Written by Richard Halleron from Agriland

After more than two years of uninterrupted growth, global milk production is down, with growth expected to dip into negative territory in the final quarter of 2021.

Farmgate milk prices are on the rise, in line with higher commodity prices worldwide, but increasing costs of inputs, lack of labour, and unfavourable weather will continue to limit production.

According to the latest dairy report from Rabobank, global milk supply growth halted in the second half of the year, bringing the market to levels not seen since 2014.

Weather-related issues decimated Oceania’s peak production and margin erosion in the U.S and Europe slowed growth.

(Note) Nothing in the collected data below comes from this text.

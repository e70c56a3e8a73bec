// Copyright (c) 2025 Soumyadip Sarkar.
// All rights reserved.
//
// This source code is licensed under the license found in the
// LICENSE file in the root directory of this source tree.

use chrono::NaiveDate;

use crate::budget::{BlurPolicy, BudgetGoal, BudgetTracker, View};
use crate::error::Result;
use crate::filters::{FilterCriteria, apply_filters};
use crate::models::Transaction;
use crate::settings::{self, SettingsStore, Theme};
use crate::store::TransactionStore;
use crate::summary::{DashboardSummary, HomeSummary};

/// Everything a session works with: the last fetched transactions, the active
/// filters, the budget goal and the settings it is persisted to.
///
/// Built once at startup and passed to whatever needs it.
pub struct AppState {
    settings: Box<dyn SettingsStore>,
    transactions: Vec<Transaction>,
    filters: FilterCriteria,
    budget: BudgetTracker,
    theme: Theme,
}

impl AppState {
    /// Reads the stored goal and theme; a missing goal starts from the
    /// view's default.
    pub fn load(settings: Box<dyn SettingsStore>, view: View, policy: BlurPolicy) -> Result<Self> {
        let goal = settings::load_budget_goal(settings.as_ref())?
            .unwrap_or_else(|| view.default_goal());
        let theme = settings::load_theme(settings.as_ref())?;
        tracing::debug!(%goal, %theme, "loaded settings");
        Ok(Self {
            settings,
            transactions: Vec::new(),
            filters: FilterCriteria::default(),
            budget: BudgetTracker::new(goal, policy),
            theme,
        })
    }

    /// Replaces the collection with a fresh fetch. On failure the previous
    /// collection stays untouched and the error is returned once.
    pub fn refresh(&mut self, store: &dyn TransactionStore) -> Result<usize> {
        match store.fetch_all() {
            Ok(txns) => {
                self.transactions = txns;
                Ok(self.transactions.len())
            }
            Err(e) => {
                tracing::warn!(error = %e, kept = self.transactions.len(), "refresh failed");
                Err(e)
            }
        }
    }

    pub fn transactions(&self) -> &[Transaction] {
        &self.transactions
    }

    pub fn find(&self, id: &str) -> Option<&Transaction> {
        self.transactions.iter().find(|t| t.id == id)
    }

    pub fn filters(&self) -> &FilterCriteria {
        &self.filters
    }

    pub fn set_filters(&mut self, criteria: FilterCriteria) {
        self.filters = criteria;
    }

    pub fn filtered(&self) -> Vec<Transaction> {
        apply_filters(&self.transactions, &self.filters)
    }

    pub fn dashboard(&self) -> DashboardSummary {
        DashboardSummary::compute(&self.transactions, &self.filters, self.budget.goal())
    }

    pub fn home(&self, today: NaiveDate) -> HomeSummary {
        HomeSummary::compute(&self.transactions, today, self.budget.goal())
    }

    pub fn budget(&self) -> &BudgetTracker {
        &self.budget
    }

    pub fn begin_goal_edit(&mut self) {
        self.budget.begin_edit();
    }

    pub fn update_goal_draft(&mut self, value: &str) {
        self.budget.update_draft(value);
    }

    /// Explicit save from the editor.
    pub fn commit_goal_edit(&mut self, value: &str) -> Result<BudgetGoal> {
        let goal = self.budget.commit_edit(value)?;
        settings::save_budget_goal(self.settings.as_mut(), goal)?;
        tracing::info!(%goal, "budget goal saved");
        Ok(goal)
    }

    /// Editor lost focus; persists according to the blur policy.
    pub fn blur_goal_edit(&mut self) -> Result<Option<BudgetGoal>> {
        let to_save = self.budget.blur()?;
        if let Some(goal) = to_save {
            settings::save_budget_goal(self.settings.as_mut(), goal)?;
            tracing::info!(%goal, "budget goal saved on blur");
        }
        Ok(to_save)
    }

    /// Persists first so a failed write leaves the held goal unchanged.
    pub fn set_goal(&mut self, goal: BudgetGoal) -> Result<()> {
        settings::save_budget_goal(self.settings.as_mut(), goal)?;
        self.budget.set_goal(goal);
        Ok(())
    }

    pub fn theme(&self) -> Theme {
        self.theme
    }

    pub fn set_theme(&mut self, theme: Theme) -> Result<()> {
        settings::save_theme(self.settings.as_mut(), theme)?;
        self.theme = theme;
        Ok(())
    }

    pub fn toggle_theme(&mut self) -> Result<Theme> {
        let next = self.theme.toggled();
        self.set_theme(next)?;
        Ok(next)
    }
}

Meanwhile, production gains in South America have not been enough to offset these developments.

Global milk trade​

“We anticipate a modest recovery in the second half of 2022, but that will require favorable weather and the tempering of feed costs,” Mary Ledman, global dairy strategist at Rabobank explained.

“High feed prices and general input cost inflation are common themes across the major milk-producing regions.”

While farmgate milk prices are approaching new highs in New Zealand; in Australia, Europe, and the U.S, farm margins remain tight.

Adequate milk prices across much of the world offset higher cost pressures. Nevertheless, the rising costs of inputs, lack of labour, unfavourable weather, and questionable feed quality will continue to limit dairy production.

Dairy exports have slowed in response to logistics disruptions, rising transportation costs, and elevated commodity prices – in addition to the supply reduction.

The expected slowdown in import demand from China is needed to cool prices in the face of limited supply-side increases, according to the Rabobank research.

Higher commodity prices​

Despite rising inflationary pressures on dairy and food companies, consumers have yet to face sticker shock for dairy products in most countries, supporting current demand.

Rabobank expects that higher commodity prices from the second half of 2021 will be passed along to consumers in the new year.

Eventually, as consumers face price hikes, demand will be negatively impacted, particularly in emerging economies. it added.

“Consumers will be bracing for cost-of-living pressures through much of 2022,” said Ledman.

“New variants of Covid-19, inflation, labour and logistic challenges, along with others weigh on the global economic recovery with the potential for global dairy markets to teeter or totter.”

Much of this market analysis is very much in tune with the views recently expressed by Dale Farm chief executive, Nick Whelan.

He said: “Inflationary price increases across the entire gamut of inputs are now having a real impact on farm margins,” Whelan said.

“Estimates of Dale Farm suppliers’ costs indicate that average production costs have increased by 4.5p/L over the past 12 months.

“Fertiliser price hikes have probably accounted for 2.2p/L of an increase with feed and energy accounting for 1.4p/L and 0.8p/L respectively.

“Labour availability is now becoming an issue of major concern, particularly in GB,2 Whelan added.

“International dairy markets are currently supply driven. And on this basis alone the outlook for prices remains strong into the new year,” he concluded.